The ongoing border “crisis” continues to grow. November saw another record of 233,740 southern border encounters, and there seems to be no sign of the current mass migration letting up.
And while politicians are pinning their hopes on Title 42 to keep some semblance of order on the border, they are doing nothing but deceiving themselves. Ask yourself, would you give up after paying a substantial amount of your savings and traveling thousands of miles on the promise that you’d be let into the U.S. if you arrived and were told the border was closed? Would you simply shrug your shoulders and say, “Oh well, guess I’ll make my way back?” No, you wouldn’t, and most others wouldn’t either. That’s exactly what’s happening.
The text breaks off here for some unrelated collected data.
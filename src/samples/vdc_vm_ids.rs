//! List VDC and VM ids
//!
//! For every on-demand compute instance: log in to its compute endpoint,
//! then print each VDC followed by its VMs, ids reduced to their URN suffix.

use super::{connect, report_failure};
use crate::vchs::auth::Credentials;
use crate::vchs::compute::{self, Vdc, Vm};
use crate::vchs::http::Transport;
use crate::vchs::service_controller::{self, Instance};
use crate::vchs::{format_api_error, urn, ApiClient, Result as ApiResult};
use anyhow::{Context, Result};
use std::io::Write;

#[derive(Debug, Clone, Default)]
pub struct VdcVmIdsOptions {
    /// Fetch the VMs of all VDCs of an instance concurrently
    pub parallel: bool,
}

pub async fn run<T: Transport, W: Write>(
    client: &ApiClient<T>,
    credentials: &Credentials,
    options: &VdcVmIdsOptions,
    out: &mut W,
) -> Result<()> {
    let token = connect(client, credentials, out).await?;

    let instances = service_controller::list_instances(client, &credentials.host, &token)
        .await
        .context("Failed to list service instances")?;

    for instance in instances.iter().filter(|i| i.is_compute()) {
        list_instance(client, credentials, instance, options, out).await?;
    }

    Ok(())
}

async fn list_instance<T: Transport, W: Write>(
    client: &ApiClient<T>,
    credentials: &Credentials,
    instance: &Instance,
    options: &VdcVmIdsOptions,
    out: &mut W,
) -> Result<()> {
    let attrs = match instance.attributes() {
        Ok(attrs) => attrs,
        Err(e) => return report_failure(out, &format!("Instance {}", instance.id), &e),
    };
    let Some(api_url) = instance.api_url.as_deref() else {
        writeln!(out, "Instance {} has no API URL\n", instance.id)?;
        return Ok(());
    };

    write!(
        out,
        "Logging in to compute instance - region: {}...",
        instance.region
    )?;
    out.flush()?;
    let vcd_token =
        match compute::login(client, &attrs.session_uri, credentials, &attrs.org_name).await {
            Ok(token) => {
                writeln!(out, "Success.\n")?;
                token
            }
            Err(e) => {
                tracing::warn!("Compute login for {} failed: {}", instance.region, e);
                writeln!(out, "Could not log in to compute with credentials\n")?;
                return Ok(());
            }
        };

    let orgs = match compute::org_list(client, api_url, &vcd_token).await {
        Ok(orgs) => orgs,
        Err(e) => return report_failure(out, "Org listing", &e),
    };
    let vdcs = match compute::vdcs_for_org_list(client, &orgs, &vcd_token).await {
        Ok(vdcs) => vdcs,
        Err(e) => return report_failure(out, "VDC listing", &e),
    };

    if options.parallel {
        let all_vms = compute::vms_for_vdcs(client, &vdcs, &vcd_token).await;
        for (vdc, vms) in vdcs.iter().zip(all_vms) {
            write_vdc(out, vdc, vms)?;
        }
    } else {
        for vdc in &vdcs {
            let vms = compute::vms_for_vdc(client, vdc, &vcd_token).await;
            write_vdc(out, vdc, vms)?;
        }
    }
    writeln!(out)?;

    Ok(())
}

fn write_vdc<W: Write>(out: &mut W, vdc: &Vdc, vms: ApiResult<Vec<Vm>>) -> Result<()> {
    writeln!(
        out,
        "VDC {}  ID: {}",
        vdc.name,
        urn::vdc_suffix(&vdc.id).unwrap_or("-")
    )?;
    match vms {
        Ok(vms) if !vms.is_empty() => {
            for vm in &vms {
                writeln!(
                    out,
                    "VM {}  ID: {}",
                    vm.name,
                    urn::vm_suffix(&vm.id).unwrap_or("-")
                )?;
            }
        }
        Ok(_) => writeln!(out, "No VMs found.")?,
        Err(e) => {
            tracing::warn!("VM listing for {} failed: {}", vdc.name, e);
            writeln!(out, "No VMs found. ({})", format_api_error(&e))?;
        }
    }
    Ok(())
}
Luz Moztardo, 25, arrived in Juarez five days ago with her husband and two small children, aged three and twelve months. They had been waiting for Title 42 to expire in order to turn themselves in to border officials.
They checked out of their hotel Tuesday morning, hoping they would be in El Paso by nightfall.
“We still have the hope of crossing into the US,” Moztardo told The Post. “We want to cross legally, but we will cross illegally if that’s our only choice.
“We did see the mayor in El Paso has so many beds and the Red Cross has medicine and we don’t know if that helps applies to us. Many people are growing desperate and crossing illegally.”
Legally or illegally most of these migrants are determined to get into the U.S. The more desparate or daring may choose to try to cross illegally sooner rather than later. Those with more financial resources and work skills may choose to stay in Mexico to wait and see what happens. Either way, very few are turning around and going back.
So where does this lead? If Mexico continues to do little about the ever increasing numbers of people crossing its southern border and those amassing on the north, will we start to see large encampments cropping up? Will we see something akin to refugee camps, but filled with people not necessarily fleeing their countries from war but for better economic opportunities via an asylum claim? Asylum has historically not been granted for this reason.
Along with the growing number of people waiting at the border will be the growing pressure on the U.S. government to “do something” about the immigration system. Not that there hasn’t been pressure to do something previously, but the back and forth between Republicans and Democrats has been that Republicans has basically resulted in a standoff. Republicans have wanted tightened security including things like a wall and electronic surveillance which Democrats have refused to agree to without promises of “pathways to citizenship” for all those who’ve made it into the country already. Republicans won’t agree to any pathway to citizenship without a border barrier already being in place arguing that additional legal pathways would just draw more and more people who couldn’t be prevented from entering without a barrier already in place. So the standoff has gone for decades.
But the last two years of unprecedented border encounters is something we’ve never seen before. In essence it’s similar to a Cloward and Piven strategy overwhelming the border and forcing the federal government into action. How large will the numbers have to go before the tipping point is reached?